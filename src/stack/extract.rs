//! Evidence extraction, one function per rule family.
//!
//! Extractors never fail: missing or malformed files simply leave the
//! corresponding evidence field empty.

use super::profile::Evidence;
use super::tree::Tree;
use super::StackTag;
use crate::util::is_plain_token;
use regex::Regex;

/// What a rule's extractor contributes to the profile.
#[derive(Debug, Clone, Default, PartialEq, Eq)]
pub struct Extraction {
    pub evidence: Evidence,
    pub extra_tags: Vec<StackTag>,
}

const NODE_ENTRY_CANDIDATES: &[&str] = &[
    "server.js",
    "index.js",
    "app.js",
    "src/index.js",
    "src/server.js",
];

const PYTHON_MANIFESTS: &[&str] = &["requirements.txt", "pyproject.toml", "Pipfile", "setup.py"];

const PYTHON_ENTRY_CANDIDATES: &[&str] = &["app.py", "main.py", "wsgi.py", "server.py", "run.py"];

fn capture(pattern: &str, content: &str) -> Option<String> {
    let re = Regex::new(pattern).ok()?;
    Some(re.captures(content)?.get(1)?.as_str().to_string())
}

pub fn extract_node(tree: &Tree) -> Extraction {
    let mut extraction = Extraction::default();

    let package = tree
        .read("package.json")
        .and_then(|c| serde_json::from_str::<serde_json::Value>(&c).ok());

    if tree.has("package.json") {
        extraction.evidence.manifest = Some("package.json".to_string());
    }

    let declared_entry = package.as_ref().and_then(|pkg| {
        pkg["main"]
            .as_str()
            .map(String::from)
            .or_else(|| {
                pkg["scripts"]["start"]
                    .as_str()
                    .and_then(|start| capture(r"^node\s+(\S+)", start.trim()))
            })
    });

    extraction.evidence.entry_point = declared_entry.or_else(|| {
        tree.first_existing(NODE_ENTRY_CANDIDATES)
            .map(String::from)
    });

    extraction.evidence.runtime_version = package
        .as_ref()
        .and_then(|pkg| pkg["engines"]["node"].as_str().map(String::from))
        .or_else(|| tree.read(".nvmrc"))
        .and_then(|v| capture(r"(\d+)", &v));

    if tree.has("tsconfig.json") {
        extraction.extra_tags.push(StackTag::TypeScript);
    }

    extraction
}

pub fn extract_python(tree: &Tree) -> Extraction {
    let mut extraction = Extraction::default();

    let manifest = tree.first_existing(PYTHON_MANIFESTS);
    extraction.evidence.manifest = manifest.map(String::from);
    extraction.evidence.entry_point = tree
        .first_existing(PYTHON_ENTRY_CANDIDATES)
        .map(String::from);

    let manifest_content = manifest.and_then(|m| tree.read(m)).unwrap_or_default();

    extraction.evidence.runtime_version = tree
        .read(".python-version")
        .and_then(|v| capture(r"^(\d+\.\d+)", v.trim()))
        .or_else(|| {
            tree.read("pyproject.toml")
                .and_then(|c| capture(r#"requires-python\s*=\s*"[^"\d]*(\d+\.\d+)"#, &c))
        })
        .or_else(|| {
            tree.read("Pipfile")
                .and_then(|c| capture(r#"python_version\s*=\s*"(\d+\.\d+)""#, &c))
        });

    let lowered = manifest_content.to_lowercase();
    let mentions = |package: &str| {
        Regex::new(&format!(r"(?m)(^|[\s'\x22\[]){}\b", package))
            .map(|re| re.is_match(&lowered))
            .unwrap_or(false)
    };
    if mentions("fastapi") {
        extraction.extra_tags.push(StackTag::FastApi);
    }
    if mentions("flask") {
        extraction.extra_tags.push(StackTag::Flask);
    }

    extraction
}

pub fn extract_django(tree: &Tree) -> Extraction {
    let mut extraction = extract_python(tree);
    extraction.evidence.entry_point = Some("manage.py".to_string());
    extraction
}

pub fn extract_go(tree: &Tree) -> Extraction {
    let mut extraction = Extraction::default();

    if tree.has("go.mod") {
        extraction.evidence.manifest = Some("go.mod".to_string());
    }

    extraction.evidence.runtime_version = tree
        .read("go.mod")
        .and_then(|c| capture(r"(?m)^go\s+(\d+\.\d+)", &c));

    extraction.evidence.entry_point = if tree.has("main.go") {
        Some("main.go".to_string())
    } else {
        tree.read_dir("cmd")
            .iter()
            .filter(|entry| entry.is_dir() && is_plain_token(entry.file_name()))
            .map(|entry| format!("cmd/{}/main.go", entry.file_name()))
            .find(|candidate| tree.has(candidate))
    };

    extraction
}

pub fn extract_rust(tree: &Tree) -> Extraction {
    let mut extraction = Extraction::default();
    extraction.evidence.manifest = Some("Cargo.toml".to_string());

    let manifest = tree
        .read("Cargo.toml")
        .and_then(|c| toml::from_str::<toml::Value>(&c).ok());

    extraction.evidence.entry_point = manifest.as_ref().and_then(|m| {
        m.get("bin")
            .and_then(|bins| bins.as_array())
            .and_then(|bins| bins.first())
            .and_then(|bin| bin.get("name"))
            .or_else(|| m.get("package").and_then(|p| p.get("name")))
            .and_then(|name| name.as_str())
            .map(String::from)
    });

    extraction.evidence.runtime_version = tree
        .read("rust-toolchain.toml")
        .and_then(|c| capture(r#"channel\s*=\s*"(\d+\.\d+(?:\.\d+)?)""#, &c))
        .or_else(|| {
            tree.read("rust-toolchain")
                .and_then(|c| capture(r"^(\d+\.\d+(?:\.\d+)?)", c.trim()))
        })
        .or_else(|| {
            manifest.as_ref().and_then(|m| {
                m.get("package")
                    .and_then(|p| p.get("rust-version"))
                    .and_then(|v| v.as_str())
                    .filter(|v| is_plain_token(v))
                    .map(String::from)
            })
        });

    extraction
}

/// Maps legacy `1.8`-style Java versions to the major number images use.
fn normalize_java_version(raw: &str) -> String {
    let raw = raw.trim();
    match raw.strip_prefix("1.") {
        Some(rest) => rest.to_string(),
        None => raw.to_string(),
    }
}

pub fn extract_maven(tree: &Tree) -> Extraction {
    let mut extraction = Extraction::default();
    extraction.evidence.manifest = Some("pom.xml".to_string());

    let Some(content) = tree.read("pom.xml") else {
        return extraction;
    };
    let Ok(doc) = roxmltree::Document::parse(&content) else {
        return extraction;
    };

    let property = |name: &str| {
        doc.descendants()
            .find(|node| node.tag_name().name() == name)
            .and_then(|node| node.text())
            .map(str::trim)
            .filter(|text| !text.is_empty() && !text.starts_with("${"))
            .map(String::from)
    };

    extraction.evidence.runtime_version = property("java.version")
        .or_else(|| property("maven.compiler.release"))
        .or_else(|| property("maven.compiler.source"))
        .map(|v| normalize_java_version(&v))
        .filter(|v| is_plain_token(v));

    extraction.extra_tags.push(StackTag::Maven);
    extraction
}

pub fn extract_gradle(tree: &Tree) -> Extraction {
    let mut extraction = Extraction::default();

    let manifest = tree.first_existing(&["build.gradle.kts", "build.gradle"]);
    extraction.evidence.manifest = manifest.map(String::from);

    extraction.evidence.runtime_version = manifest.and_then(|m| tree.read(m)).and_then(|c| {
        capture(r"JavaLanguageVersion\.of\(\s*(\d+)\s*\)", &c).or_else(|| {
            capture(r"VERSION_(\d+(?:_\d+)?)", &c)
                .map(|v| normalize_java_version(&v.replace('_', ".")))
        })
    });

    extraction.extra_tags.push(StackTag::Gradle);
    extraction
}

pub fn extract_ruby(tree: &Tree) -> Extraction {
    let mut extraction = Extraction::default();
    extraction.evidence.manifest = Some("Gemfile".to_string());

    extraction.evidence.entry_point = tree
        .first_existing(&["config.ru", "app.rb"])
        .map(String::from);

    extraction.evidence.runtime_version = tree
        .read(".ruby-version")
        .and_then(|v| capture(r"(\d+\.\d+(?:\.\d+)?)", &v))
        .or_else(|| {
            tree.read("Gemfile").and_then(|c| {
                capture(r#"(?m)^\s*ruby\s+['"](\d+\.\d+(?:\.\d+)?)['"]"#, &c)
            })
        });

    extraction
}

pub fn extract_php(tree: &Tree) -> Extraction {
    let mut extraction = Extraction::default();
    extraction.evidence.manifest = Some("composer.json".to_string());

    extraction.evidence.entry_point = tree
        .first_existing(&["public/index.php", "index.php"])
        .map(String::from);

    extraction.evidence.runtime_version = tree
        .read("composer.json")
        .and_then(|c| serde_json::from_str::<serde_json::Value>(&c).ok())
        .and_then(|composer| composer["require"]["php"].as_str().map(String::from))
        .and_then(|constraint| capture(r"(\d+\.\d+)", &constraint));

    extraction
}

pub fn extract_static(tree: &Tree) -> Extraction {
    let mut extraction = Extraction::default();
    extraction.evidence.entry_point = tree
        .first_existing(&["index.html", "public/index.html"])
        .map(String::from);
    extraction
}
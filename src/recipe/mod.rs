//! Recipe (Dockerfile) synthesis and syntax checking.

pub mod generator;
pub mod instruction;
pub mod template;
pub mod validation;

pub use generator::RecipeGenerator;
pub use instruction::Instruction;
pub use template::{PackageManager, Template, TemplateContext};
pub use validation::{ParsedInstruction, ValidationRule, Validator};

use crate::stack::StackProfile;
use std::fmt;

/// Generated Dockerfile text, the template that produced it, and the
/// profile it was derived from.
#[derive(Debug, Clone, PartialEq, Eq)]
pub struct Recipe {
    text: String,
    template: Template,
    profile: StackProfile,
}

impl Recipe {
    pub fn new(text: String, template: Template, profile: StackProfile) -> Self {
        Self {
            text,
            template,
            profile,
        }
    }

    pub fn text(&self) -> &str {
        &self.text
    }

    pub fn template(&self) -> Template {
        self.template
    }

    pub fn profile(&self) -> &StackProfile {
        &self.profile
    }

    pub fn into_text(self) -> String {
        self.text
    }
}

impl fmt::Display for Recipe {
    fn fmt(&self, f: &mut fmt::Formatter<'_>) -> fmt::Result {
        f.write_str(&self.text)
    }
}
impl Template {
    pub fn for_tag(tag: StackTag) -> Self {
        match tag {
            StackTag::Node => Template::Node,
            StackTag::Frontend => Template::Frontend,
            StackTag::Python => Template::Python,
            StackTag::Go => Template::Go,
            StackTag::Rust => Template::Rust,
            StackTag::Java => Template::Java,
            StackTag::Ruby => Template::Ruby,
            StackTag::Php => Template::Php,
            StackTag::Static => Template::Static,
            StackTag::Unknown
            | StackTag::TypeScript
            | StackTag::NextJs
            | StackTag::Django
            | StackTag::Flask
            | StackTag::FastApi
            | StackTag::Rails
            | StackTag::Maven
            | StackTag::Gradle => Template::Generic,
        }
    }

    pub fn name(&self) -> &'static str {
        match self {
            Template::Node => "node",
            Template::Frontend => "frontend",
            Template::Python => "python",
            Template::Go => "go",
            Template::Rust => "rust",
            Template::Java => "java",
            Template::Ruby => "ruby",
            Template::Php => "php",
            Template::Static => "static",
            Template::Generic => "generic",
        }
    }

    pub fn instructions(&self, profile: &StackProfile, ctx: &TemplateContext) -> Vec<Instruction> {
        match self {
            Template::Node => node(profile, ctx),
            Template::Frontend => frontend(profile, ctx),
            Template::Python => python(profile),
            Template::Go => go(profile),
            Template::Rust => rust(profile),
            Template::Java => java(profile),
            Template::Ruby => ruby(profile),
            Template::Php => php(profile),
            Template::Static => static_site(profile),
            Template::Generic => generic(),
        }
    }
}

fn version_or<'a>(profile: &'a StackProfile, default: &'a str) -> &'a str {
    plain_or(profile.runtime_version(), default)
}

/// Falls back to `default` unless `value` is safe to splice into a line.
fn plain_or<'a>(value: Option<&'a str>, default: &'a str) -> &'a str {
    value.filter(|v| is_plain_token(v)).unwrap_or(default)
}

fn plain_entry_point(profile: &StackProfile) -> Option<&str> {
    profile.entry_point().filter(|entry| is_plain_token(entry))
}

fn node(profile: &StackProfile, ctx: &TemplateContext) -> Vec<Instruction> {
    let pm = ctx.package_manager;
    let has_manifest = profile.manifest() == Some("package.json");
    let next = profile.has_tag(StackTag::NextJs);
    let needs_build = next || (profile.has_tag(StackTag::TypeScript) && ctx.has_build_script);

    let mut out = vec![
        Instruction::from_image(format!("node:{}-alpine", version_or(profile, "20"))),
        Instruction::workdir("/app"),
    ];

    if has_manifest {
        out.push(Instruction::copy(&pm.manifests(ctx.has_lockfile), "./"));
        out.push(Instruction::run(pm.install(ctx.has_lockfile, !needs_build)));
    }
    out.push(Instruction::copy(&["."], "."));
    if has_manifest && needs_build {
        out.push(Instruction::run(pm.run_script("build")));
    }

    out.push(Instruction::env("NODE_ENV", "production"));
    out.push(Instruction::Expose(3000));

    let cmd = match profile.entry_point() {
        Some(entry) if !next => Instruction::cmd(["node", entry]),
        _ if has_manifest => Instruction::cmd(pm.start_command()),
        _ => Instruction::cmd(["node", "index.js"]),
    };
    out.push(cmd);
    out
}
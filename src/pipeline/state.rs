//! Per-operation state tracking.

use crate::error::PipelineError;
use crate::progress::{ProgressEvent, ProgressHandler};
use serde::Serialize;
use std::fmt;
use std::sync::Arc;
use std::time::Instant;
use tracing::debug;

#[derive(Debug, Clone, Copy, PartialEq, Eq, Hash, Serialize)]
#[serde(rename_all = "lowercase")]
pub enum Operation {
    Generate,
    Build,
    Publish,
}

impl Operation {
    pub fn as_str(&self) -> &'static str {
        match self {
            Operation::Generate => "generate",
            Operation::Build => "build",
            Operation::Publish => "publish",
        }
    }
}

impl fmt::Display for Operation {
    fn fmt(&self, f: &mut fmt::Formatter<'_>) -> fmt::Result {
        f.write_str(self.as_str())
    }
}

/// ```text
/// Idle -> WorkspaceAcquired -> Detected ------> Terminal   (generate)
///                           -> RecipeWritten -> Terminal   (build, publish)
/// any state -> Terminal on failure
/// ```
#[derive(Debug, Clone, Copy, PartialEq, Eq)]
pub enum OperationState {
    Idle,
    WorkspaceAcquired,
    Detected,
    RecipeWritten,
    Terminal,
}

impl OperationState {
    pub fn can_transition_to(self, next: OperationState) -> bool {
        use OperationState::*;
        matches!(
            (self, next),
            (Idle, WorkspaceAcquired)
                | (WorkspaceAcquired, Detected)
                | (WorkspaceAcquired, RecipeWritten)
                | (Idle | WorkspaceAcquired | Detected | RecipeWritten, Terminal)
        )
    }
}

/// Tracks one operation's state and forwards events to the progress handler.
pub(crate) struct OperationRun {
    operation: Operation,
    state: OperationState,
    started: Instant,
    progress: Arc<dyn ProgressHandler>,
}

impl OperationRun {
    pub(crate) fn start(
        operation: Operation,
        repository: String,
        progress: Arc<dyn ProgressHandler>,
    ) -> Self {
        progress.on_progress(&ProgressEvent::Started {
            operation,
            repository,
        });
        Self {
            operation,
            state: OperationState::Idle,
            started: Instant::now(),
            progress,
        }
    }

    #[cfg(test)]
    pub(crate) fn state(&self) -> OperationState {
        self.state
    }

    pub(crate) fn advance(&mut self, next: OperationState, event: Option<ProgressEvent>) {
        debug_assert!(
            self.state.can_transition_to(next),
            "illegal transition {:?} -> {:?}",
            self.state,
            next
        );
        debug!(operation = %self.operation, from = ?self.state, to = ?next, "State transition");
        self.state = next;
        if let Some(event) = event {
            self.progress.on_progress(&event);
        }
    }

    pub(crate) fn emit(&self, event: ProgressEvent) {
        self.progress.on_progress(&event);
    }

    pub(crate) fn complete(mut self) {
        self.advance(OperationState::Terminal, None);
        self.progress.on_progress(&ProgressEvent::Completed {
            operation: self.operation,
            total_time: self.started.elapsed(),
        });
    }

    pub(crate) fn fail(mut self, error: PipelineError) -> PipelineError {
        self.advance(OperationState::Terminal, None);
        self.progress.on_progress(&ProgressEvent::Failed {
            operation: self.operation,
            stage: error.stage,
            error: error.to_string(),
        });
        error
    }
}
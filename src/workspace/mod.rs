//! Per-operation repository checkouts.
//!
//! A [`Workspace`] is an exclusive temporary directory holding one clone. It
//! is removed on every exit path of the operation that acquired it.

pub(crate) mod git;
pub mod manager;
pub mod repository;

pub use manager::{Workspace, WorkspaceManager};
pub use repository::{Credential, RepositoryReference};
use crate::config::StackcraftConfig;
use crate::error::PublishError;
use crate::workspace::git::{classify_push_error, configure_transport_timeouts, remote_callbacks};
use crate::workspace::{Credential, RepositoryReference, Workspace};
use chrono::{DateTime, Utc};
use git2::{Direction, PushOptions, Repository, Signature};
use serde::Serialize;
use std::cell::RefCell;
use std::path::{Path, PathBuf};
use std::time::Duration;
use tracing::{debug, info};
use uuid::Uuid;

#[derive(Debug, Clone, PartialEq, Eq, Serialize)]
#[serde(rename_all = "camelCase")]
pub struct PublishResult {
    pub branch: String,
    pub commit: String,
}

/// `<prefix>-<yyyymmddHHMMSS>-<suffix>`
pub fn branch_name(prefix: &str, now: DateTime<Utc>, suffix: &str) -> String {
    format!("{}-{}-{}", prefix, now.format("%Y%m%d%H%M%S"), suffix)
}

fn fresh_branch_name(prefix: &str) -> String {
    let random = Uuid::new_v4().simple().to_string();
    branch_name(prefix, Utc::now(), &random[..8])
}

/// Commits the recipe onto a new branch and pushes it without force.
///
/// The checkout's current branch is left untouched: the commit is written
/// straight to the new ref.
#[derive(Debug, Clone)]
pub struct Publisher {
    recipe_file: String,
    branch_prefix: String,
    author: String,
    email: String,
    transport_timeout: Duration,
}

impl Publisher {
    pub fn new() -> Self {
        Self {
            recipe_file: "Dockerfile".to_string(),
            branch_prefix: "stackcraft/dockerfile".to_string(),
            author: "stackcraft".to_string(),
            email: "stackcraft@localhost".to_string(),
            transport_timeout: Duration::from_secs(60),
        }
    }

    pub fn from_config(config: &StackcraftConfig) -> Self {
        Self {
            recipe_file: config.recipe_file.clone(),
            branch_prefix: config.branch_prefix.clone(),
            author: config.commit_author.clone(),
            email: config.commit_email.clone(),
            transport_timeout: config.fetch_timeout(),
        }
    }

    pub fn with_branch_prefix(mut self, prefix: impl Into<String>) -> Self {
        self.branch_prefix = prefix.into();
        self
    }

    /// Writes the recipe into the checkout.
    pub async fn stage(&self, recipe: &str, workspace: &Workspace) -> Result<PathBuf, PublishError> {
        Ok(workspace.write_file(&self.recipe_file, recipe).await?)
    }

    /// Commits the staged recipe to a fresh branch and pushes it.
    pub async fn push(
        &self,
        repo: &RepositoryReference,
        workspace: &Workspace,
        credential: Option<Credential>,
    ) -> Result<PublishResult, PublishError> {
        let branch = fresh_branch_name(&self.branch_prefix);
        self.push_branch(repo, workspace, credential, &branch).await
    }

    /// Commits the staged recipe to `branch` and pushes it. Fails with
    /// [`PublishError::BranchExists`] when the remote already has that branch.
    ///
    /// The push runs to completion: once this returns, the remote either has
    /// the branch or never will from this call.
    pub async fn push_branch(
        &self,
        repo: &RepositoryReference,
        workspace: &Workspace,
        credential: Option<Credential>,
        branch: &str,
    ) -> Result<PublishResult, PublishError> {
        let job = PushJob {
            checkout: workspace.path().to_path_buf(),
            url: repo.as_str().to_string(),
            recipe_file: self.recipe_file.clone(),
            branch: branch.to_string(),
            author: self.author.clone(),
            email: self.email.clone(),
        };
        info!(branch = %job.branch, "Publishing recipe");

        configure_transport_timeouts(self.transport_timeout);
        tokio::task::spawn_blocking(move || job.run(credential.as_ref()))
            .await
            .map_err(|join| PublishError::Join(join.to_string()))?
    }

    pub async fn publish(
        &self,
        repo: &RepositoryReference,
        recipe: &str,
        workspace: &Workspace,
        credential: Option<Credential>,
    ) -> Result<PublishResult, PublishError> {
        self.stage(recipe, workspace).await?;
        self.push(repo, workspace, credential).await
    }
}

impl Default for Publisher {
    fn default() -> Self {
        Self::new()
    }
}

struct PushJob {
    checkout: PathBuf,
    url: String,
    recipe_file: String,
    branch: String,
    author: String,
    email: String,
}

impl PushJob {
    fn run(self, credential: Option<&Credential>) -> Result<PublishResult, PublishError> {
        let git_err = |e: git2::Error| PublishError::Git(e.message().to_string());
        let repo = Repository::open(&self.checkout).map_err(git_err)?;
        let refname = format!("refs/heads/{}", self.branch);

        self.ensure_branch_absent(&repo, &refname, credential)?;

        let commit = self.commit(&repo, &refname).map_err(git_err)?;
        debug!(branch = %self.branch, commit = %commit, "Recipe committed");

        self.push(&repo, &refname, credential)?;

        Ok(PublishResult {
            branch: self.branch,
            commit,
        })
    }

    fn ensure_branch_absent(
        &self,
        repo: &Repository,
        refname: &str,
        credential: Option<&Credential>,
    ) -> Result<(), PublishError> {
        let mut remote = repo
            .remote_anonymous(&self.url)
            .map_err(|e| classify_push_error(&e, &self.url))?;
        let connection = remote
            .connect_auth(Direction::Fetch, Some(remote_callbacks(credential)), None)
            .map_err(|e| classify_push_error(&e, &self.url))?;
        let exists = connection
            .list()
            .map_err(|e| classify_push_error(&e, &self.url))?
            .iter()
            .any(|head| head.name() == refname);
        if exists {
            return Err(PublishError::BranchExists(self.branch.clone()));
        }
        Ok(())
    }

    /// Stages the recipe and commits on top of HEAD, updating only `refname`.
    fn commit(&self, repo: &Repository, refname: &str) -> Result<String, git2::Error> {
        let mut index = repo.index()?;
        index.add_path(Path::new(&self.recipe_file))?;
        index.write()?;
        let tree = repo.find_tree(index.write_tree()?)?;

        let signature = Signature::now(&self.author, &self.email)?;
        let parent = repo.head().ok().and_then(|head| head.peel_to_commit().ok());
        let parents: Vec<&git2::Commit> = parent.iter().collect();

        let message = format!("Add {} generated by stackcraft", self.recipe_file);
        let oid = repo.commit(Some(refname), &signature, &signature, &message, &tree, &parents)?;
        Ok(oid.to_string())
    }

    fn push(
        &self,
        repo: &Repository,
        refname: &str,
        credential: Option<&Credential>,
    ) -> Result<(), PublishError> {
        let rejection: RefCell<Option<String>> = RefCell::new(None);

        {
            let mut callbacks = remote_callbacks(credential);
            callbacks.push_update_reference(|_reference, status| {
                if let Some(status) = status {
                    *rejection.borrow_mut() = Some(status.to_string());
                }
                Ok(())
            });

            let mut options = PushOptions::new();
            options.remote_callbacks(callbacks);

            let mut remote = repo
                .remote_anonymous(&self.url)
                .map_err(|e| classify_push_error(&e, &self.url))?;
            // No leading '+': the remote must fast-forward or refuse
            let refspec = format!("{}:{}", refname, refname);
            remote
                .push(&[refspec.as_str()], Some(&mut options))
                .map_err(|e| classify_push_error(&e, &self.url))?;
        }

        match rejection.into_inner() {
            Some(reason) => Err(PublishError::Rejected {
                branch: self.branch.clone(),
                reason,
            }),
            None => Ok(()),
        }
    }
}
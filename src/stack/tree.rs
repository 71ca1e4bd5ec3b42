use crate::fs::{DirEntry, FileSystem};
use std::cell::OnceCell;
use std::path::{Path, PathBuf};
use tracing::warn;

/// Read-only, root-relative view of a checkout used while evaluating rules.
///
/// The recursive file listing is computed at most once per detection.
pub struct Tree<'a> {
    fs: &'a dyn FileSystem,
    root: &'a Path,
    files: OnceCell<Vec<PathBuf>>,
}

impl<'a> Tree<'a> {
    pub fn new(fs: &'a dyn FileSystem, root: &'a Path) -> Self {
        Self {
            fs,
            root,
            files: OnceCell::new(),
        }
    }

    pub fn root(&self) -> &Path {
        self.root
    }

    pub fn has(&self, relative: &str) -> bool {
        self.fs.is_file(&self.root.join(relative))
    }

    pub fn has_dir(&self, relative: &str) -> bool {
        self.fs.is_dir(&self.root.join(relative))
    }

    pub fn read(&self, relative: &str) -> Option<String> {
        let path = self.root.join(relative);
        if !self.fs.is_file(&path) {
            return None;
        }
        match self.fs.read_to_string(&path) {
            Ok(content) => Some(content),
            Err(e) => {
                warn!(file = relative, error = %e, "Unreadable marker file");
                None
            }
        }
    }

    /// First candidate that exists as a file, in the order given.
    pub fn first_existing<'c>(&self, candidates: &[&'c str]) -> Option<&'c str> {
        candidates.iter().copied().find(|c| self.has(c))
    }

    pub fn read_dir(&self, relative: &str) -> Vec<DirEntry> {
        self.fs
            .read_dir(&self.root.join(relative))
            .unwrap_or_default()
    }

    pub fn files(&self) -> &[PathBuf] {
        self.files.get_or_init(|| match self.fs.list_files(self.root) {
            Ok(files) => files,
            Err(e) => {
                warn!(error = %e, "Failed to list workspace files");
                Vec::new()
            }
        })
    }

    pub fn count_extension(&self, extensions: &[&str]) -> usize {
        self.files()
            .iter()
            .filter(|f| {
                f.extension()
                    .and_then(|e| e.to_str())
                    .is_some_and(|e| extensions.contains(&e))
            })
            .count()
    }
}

(PROMPT) Could you write out, exactly as given, the lines from the one holding "to list workspace" through the end of the listing, and nothing else?

(EXPECTED ANSWER)
                warn!(error = %e, "Failed to list workspace files");
                Vec::new()
            }
        })
    }

    pub fn count_extension(&self, extensions: &[&str]) -> usize {
        self.files()
            .iter()
            .filter(|f| {
                f.extension()
                    .and_then(|e| e.to_str())
                    .is_some_and(|e| extensions.contains(&e))
            })
            .count()
    }
}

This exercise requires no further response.